_Aim of the exercise_
Your answer should be a number only: the count of lines in the following entries that contain "PowerCreeps".

_Records to process_
+++
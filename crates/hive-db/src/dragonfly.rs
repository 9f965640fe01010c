//! `Dragonfly` (Redis-compatible) world store.
//!
//! `Dragonfly` holds the hot world state the tick engine reads and writes.
//! Every document is stored as a JSON string; sets index documents per
//! kind and room objects per room.
//!
//! # Key Patterns
//!
//! | Pattern | Type | Description |
//! |---------|------|-------------|
//! | `{kind}:{id}` | JSON | One document of a kind (`rooms.objects:abc`) |
//! | `{kind}:ids` | Set | Ids of every document of a kind |
//! | `rooms.objects:room:{room}` | Set | Object ids in a room |
//! | `rooms.terrain:{room}` | String | Encoded terrain |
//! | `rooms.flags:{room}` | JSON | Flag documents of a room |
//! | `rooms.intents:{room}` | JSON | Raw room intents |
//! | `users.intents` | JSON | Raw global intents |
//! | `rooms.eventLog:{room}:{tick}` | JSON | Event log payload |
//! | `rooms.mapView:{room}:{tick}` | JSON | Map view payload |
//! | `env:{key}` | String | Environment values |

use fred::prelude::*;
use hive_types::RoomName;
use serde_json::{Value, json};

use crate::bulk::{BulkBatch, BulkOperation};
use crate::document::DocumentKind;
use crate::error::DbError;
use crate::store::{
    DocumentStore, EnvKey, EnvironmentStore, GlobalDocuments, IntentStore, RoomDocuments,
    SideChannelStore, WorldDataSource,
};

/// Seconds side-channel payloads are kept.
const SIDE_CHANNEL_TTL_SECS: i64 = 24 * 60 * 60;

fn document_key(kind: DocumentKind, id: &str) -> String {
    format!("{kind}:{id}")
}

fn ids_key(kind: DocumentKind) -> String {
    format!("{kind}:ids")
}

fn room_index_key(room: &str) -> String {
    format!("rooms.objects:room:{room}")
}

fn room_of(document: &Value) -> Option<String> {
    document.get("room").and_then(Value::as_str).map(str::to_owned)
}

/// Connection handle to a `Dragonfly` instance implementing the world
/// store traits.
#[derive(Clone)]
pub struct DragonflyStore {
    client: Client,
}

impl DragonflyStore {
    /// Connect to `Dragonfly` at the given URL.
    ///
    /// The URL should follow the Redis URL scheme:
    /// `redis://host:port` or `redis://host:port/db`
    ///
    /// # Errors
    ///
    /// Returns [`DbError::Config`] if the URL cannot be parsed.
    /// Returns [`DbError::Dragonfly`] if the connection fails.
    pub async fn connect(url: &str) -> Result<Self, DbError> {
        let config = Config::from_url(url)
            .map_err(|e| DbError::Config(format!("Invalid Dragonfly URL: {e}")))?;

        let client = Builder::from_config(config).build()?;
        client.init().await?;

        tracing::info!("Connected to Dragonfly");
        Ok(Self { client })
    }

    // =========================================================================
    // Generic JSON get/set/delete
    // =========================================================================

    async fn get_value(&self, key: &str) -> Result<Option<Value>, DbError> {
        let raw: Option<String> = self.client.get(key).await?;
        match raw {
            Some(s) => Ok(Some(serde_json::from_str(&s)?)),
            None => Ok(None),
        }
    }

    async fn set_value(&self, key: &str, value: &Value) -> Result<(), DbError> {
        let json = serde_json::to_string(value)?;
        let _: () = self.client.set(key, json.as_str(), None, None, false).await?;
        Ok(())
    }

    async fn set_value_expiring(&self, key: &str, value: &Value) -> Result<(), DbError> {
        let json = serde_json::to_string(value)?;
        let _: () = self
            .client
            .set(
                key,
                json.as_str(),
                Some(Expiration::EX(SIDE_CHANNEL_TTL_SECS)),
                None,
                false,
            )
            .await?;
        Ok(())
    }

    async fn delete(&self, key: &str) -> Result<(), DbError> {
        let _: u32 = self.client.del(key).await?;
        Ok(())
    }

    async fn load_documents(&self, kind: DocumentKind, ids: &[String]) -> Result<Vec<Value>, DbError> {
        let mut documents = Vec::with_capacity(ids.len());
        for id in ids {
            if let Some(doc) = self.get_value(&document_key(kind, id)).await? {
                documents.push(doc);
            }
        }
        Ok(documents)
    }

    async fn load_kind(&self, kind: DocumentKind) -> Result<Vec<Value>, DbError> {
        let mut ids: Vec<String> = self.client.smembers(ids_key(kind)).await?;
        ids.sort();
        self.load_documents(kind, &ids).await
    }

    // =========================================================================
    // Document writes
    // =========================================================================

    async fn write_document(&self, kind: DocumentKind, id: &str, document: &Value) -> Result<(), DbError> {
        let key = document_key(kind, id);
        if kind == DocumentKind::RoomObjects {
            let previous = self.get_value(&key).await?;
            let old_room = previous.as_ref().and_then(room_of);
            let new_room = room_of(document);
            if old_room != new_room {
                if let Some(old) = old_room {
                    let _: u32 = self.client.srem(room_index_key(&old), id).await?;
                }
                if let Some(new) = new_room {
                    let _: u32 = self.client.sadd(room_index_key(&new), id).await?;
                }
            }
        }
        self.set_value(&key, document).await?;
        let _: u32 = self.client.sadd(ids_key(kind), id).await?;
        Ok(())
    }

    async fn remove_document(&self, kind: DocumentKind, id: &str) -> Result<(), DbError> {
        let key = document_key(kind, id);
        if kind == DocumentKind::RoomObjects {
            if let Some(room) = self.get_value(&key).await?.as_ref().and_then(room_of) {
                let _: u32 = self.client.srem(room_index_key(&room), id).await?;
            }
        }
        self.delete(&key).await?;
        let _: u32 = self.client.srem(ids_key(kind), id).await?;
        Ok(())
    }

    /// Insert or replace a document outside a bulk batch (seeding).
    ///
    /// # Errors
    ///
    /// Returns [`DbError::MissingId`] if the document has no `_id`.
    pub async fn put_document(&self, kind: DocumentKind, document: &Value) -> Result<(), DbError> {
        let id = document
            .get("_id")
            .and_then(Value::as_str)
            .ok_or(DbError::MissingId {
                kind: kind.as_str(),
            })?;
        self.write_document(kind, id, document).await
    }

    /// Store the encoded terrain of `room`.
    ///
    /// # Errors
    ///
    /// Returns [`DbError::Dragonfly`] if the write fails.
    pub async fn set_terrain(&self, room: &RoomName, encoded: &str) -> Result<(), DbError> {
        let _: () = self
            .client
            .set(format!("rooms.terrain:{room}"), encoded, None, None, false)
            .await?;
        Ok(())
    }

    /// Flush all keys from the `Dragonfly` instance.
    ///
    /// **WARNING:** This deletes all data. Only use for testing.
    ///
    /// # Errors
    ///
    /// Returns [`DbError::Dragonfly`] if the flush fails.
    pub async fn flush_all(&self) -> Result<(), DbError> {
        let _: () = self.client.flushall(false).await?;
        Ok(())
    }
}

// =============================================================================
// Trait implementations
// =============================================================================

impl DocumentStore for DragonflyStore {
    async fn apply_bulk(&self, batch: BulkBatch) -> Result<(), DbError> {
        let kind = batch.kind;
        let writes = batch.len();
        for operation in batch.operations {
            match operation {
                BulkOperation::Insert { id, document } => {
                    self.write_document(kind, &id, &document).await?;
                }
                BulkOperation::Update { id, update } => {
                    let mut document = self
                        .get_value(&document_key(kind, &id))
                        .await?
                        .unwrap_or_else(|| json!({"_id": id.as_str()}));
                    update.apply_to(&mut document);
                    self.write_document(kind, &id, &document).await?;
                }
                BulkOperation::Remove { id } => {
                    self.remove_document(kind, &id).await?;
                }
            }
        }
        tracing::trace!(kind = kind.as_str(), writes, "Applied bulk batch");
        Ok(())
    }
}

impl WorldDataSource for DragonflyStore {
    async fn load_room(&self, room: &RoomName) -> Result<RoomDocuments, DbError> {
        let mut ids: Vec<String> = self.client.smembers(room_index_key(room.as_str())).await?;
        ids.sort();
        let objects = self.load_documents(DocumentKind::RoomObjects, &ids).await?;

        let mut user_ids: Vec<String> = objects
            .iter()
            .filter_map(|o| o.get("user").and_then(Value::as_str).map(str::to_owned))
            .collect();
        user_ids.sort();
        user_ids.dedup();
        let users = self.load_documents(DocumentKind::Users, &user_ids).await?;

        let power_creeps = self
            .load_kind(DocumentKind::PowerCreeps)
            .await?
            .into_iter()
            .filter(|p| p.get("room").and_then(Value::as_str) == Some(room.as_str()))
            .collect();

        let terrain: Option<String> = self.client.get(format!("rooms.terrain:{room}")).await?;
        let flags = match self.get_value(&format!("rooms.flags:{room}")).await? {
            Some(Value::Array(flags)) => flags,
            _ => Vec::new(),
        };

        Ok(RoomDocuments {
            room_info: self
                .get_value(&document_key(DocumentKind::Rooms, room.as_str()))
                .await?,
            objects,
            users,
            terrain,
            flags,
            power_creeps,
            intents: self.get_value(&format!("rooms.intents:{room}")).await?,
        })
    }

    async fn load_global(&self) -> Result<GlobalDocuments, DbError> {
        let objects = self.load_kind(DocumentKind::RoomObjects).await?;
        let (inter_room_creeps, special_objects) = objects.into_iter().fold(
            (Vec::new(), Vec::new()),
            |(mut transit, mut special), object| {
                if object.get("interRoom").is_some_and(|v| !v.is_null()) {
                    transit.push(object);
                } else if object.get("type").and_then(Value::as_str) == Some("powerBank") {
                    special.push(object);
                }
                (transit, special)
            },
        );

        Ok(GlobalDocuments {
            inter_room_creeps,
            rooms: self.load_kind(DocumentKind::Rooms).await?,
            special_objects,
            orders: self.load_kind(DocumentKind::MarketOrders).await?,
            users: self.load_kind(DocumentKind::Users).await?,
            power_creeps: self.load_kind(DocumentKind::PowerCreeps).await?,
            user_intents: self.get_value("users.intents").await?,
        })
    }

    async fn list_active_rooms(&self) -> Result<Vec<RoomName>, DbError> {
        Ok(self
            .load_kind(DocumentKind::Rooms)
            .await?
            .iter()
            .filter(|r| r.get("active").and_then(Value::as_bool) != Some(false))
            .filter_map(|r| r.get("_id").and_then(Value::as_str).map(RoomName::from))
            .collect())
    }
}

impl IntentStore for DragonflyStore {
    async fn save_room_intents(&self, room: &RoomName, intents: Value) -> Result<(), DbError> {
        self.set_value(&format!("rooms.intents:{room}"), &intents).await
    }

    async fn save_user_intents(&self, intents: Value) -> Result<(), DbError> {
        self.set_value("users.intents", &intents).await
    }

    async fn clear_room_intents(&self, room: &RoomName) -> Result<(), DbError> {
        self.delete(&format!("rooms.intents:{room}")).await
    }

    async fn clear_user_intents(&self) -> Result<(), DbError> {
        self.delete("users.intents").await
    }
}

impl SideChannelStore for DragonflyStore {
    async fn save_event_log(&self, room: &RoomName, tick: u64, payload: Value) -> Result<(), DbError> {
        self.set_value_expiring(&format!("rooms.eventLog:{room}:{tick}"), &payload)
            .await
    }

    async fn save_map_view(&self, room: &RoomName, tick: u64, payload: Value) -> Result<(), DbError> {
        self.set_value_expiring(&format!("rooms.mapView:{room}:{tick}"), &payload)
            .await
    }
}

impl EnvironmentStore for DragonflyStore {
    async fn get(&self, key: EnvKey) -> Result<Option<String>, DbError> {
        let value: Option<String> = self.client.get(format!("env:{}", key.as_str())).await?;
        Ok(value)
    }

    async fn set(&self, key: EnvKey, value: String) -> Result<(), DbError> {
        let _: () = self
            .client
            .set(format!("env:{}", key.as_str()), value, None, None, false)
            .await?;
        Ok(())
    }
}

#[cfg(test)]
mod tests {
    use super::*;

    #[test]
    fn key_layout() {
        assert_eq!(document_key(DocumentKind::RoomObjects, "abc"), "rooms.objects:abc");
        assert_eq!(ids_key(DocumentKind::MarketOrders), "market.orders:ids");
        assert_eq!(room_index_key("W1N1"), "rooms.objects:room:W1N1");
        assert_eq!(room_of(&json!({"room": "W2N2"})).as_deref(), Some("W2N2"));
    }
}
+++
_Your response_
2